■ THE TASK
Could you filter the records below and return each line that holds "existing"?

■ TASK MATERIAL

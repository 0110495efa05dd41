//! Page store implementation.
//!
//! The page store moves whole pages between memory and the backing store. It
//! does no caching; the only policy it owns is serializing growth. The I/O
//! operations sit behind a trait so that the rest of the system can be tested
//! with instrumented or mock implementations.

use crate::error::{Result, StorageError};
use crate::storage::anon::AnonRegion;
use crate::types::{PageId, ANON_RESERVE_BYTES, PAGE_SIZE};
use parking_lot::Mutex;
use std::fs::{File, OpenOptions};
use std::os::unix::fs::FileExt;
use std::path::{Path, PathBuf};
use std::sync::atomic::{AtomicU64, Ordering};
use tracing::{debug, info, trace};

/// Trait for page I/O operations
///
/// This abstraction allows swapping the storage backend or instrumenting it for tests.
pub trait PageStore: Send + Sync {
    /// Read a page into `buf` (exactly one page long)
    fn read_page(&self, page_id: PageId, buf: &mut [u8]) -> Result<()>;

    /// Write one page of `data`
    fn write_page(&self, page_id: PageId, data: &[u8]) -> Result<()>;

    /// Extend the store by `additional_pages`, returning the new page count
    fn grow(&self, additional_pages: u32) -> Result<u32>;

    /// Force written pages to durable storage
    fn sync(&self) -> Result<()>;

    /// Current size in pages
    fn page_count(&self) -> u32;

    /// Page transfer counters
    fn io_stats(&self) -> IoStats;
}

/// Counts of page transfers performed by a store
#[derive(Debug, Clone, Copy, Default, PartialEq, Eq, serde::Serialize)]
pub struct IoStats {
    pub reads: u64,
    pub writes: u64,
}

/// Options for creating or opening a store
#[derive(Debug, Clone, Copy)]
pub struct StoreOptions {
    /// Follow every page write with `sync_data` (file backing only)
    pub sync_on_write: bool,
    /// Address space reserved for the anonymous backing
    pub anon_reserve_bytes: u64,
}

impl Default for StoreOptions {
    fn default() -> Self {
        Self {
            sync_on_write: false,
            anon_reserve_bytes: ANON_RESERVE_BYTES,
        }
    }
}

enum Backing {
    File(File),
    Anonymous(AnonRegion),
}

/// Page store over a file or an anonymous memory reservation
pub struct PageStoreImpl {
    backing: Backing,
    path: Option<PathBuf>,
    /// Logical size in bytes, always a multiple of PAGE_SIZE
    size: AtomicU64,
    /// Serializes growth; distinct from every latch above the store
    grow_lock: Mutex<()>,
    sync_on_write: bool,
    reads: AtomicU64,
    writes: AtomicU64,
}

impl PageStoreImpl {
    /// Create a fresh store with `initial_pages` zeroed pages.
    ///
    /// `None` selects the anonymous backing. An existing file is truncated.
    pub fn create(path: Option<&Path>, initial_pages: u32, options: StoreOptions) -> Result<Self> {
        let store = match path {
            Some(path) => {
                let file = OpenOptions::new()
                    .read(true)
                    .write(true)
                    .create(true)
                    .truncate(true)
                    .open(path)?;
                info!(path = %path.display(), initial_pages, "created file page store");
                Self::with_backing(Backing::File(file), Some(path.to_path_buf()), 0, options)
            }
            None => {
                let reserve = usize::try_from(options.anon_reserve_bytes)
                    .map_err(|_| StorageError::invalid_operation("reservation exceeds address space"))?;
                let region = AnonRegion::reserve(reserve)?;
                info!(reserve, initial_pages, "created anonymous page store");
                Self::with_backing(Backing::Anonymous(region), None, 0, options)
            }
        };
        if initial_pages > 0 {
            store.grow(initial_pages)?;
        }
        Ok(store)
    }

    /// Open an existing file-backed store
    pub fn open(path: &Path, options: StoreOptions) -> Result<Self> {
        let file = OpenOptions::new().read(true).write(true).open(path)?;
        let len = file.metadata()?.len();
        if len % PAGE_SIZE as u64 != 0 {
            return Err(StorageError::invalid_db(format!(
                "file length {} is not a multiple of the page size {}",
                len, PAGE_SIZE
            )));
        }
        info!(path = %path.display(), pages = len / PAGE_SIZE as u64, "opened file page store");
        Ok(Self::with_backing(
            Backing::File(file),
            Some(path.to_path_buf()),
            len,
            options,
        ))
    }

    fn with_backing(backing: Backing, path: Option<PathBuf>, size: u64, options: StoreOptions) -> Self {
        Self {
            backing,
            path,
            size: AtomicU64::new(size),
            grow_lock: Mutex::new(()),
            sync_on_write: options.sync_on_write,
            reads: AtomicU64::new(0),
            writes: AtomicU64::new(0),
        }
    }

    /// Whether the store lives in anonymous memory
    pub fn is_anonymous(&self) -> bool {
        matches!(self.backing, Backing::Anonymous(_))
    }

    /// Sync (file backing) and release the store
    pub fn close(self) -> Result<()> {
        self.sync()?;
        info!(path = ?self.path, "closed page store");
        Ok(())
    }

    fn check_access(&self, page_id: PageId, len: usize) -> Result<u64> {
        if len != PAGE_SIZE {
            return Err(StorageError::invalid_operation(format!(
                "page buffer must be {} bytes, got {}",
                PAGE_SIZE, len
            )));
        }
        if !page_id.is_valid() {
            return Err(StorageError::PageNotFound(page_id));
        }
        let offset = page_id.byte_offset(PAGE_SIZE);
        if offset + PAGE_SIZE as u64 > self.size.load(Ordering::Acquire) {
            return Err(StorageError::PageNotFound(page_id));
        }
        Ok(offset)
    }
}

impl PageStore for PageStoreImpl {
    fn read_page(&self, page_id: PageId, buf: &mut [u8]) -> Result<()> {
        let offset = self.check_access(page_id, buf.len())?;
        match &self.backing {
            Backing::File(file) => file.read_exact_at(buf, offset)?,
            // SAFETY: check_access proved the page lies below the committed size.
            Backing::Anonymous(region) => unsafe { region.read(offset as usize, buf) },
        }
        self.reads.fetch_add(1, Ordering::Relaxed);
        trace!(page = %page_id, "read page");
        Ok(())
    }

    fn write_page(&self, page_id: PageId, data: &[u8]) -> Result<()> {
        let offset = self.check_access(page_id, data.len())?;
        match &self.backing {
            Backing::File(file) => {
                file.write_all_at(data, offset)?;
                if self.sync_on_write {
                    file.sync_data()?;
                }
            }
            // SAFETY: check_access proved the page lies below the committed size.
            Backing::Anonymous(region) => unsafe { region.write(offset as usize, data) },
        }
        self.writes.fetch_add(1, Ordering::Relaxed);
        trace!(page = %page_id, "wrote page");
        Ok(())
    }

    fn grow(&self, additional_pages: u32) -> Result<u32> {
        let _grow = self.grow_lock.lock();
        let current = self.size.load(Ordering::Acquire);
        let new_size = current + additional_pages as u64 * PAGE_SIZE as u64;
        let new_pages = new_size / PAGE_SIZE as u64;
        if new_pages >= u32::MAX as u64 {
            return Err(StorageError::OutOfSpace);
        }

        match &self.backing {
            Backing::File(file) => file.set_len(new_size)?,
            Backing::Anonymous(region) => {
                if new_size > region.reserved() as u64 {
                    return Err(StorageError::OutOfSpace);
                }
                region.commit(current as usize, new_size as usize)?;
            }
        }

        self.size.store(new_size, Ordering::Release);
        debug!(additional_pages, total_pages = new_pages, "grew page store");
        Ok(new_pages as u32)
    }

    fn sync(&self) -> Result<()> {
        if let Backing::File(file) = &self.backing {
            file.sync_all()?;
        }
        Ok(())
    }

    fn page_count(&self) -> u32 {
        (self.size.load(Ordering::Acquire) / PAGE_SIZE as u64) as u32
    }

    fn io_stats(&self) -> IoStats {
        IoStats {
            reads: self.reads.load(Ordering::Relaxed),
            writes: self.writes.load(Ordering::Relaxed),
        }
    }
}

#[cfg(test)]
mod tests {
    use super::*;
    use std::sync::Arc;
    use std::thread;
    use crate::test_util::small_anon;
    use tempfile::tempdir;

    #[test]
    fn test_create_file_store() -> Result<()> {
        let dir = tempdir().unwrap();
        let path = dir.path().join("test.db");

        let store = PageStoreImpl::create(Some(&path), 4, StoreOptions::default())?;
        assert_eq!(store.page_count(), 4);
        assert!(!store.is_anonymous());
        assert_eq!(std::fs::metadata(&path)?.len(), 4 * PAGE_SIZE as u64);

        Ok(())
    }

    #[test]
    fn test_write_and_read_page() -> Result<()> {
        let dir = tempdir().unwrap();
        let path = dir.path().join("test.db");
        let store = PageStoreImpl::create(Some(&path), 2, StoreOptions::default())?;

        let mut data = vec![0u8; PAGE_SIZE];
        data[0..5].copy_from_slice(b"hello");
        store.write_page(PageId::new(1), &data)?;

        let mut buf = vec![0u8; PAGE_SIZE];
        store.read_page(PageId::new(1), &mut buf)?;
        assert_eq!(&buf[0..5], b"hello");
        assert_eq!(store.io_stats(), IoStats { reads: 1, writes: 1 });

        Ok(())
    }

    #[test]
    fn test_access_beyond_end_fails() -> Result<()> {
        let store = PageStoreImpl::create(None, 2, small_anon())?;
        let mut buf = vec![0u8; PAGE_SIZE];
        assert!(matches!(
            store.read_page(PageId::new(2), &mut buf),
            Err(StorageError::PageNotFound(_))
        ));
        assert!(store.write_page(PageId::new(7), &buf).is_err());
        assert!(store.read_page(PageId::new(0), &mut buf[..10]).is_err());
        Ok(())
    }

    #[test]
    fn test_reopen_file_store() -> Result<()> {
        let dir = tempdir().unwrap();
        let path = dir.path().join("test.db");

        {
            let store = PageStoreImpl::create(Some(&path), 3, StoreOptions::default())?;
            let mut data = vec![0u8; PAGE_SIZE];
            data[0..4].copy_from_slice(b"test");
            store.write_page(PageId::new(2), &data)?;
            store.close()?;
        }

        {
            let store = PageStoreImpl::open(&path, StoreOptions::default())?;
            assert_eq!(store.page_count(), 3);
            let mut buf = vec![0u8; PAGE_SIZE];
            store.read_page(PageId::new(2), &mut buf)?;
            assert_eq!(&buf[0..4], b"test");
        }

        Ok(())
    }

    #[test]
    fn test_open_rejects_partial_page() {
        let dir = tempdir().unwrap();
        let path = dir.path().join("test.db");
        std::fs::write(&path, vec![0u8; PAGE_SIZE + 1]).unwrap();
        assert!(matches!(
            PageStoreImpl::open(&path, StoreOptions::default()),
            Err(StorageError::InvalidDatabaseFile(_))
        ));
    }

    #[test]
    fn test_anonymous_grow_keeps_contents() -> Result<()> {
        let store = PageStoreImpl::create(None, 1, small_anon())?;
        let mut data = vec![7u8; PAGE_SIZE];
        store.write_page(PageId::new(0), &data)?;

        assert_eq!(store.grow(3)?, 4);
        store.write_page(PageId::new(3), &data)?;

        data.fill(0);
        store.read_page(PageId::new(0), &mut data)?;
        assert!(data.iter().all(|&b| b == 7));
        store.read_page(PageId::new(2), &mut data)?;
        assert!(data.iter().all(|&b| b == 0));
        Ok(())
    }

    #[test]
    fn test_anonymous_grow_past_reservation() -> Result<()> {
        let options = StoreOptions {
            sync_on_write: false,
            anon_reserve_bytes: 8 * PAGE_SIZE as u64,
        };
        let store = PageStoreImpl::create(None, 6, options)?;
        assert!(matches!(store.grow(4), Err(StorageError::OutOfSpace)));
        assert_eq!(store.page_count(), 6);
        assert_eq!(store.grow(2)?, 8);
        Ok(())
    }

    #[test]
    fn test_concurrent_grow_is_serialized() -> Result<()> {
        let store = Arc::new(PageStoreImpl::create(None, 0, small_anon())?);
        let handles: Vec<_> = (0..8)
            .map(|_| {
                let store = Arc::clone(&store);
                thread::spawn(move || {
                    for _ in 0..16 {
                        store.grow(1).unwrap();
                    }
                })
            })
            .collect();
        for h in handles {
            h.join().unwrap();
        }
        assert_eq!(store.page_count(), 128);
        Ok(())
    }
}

■ RESPONSE TO THIS TASK
    /// `None` selects the anonymous backing. An existing file is truncated.
    /// Open an existing file-backed store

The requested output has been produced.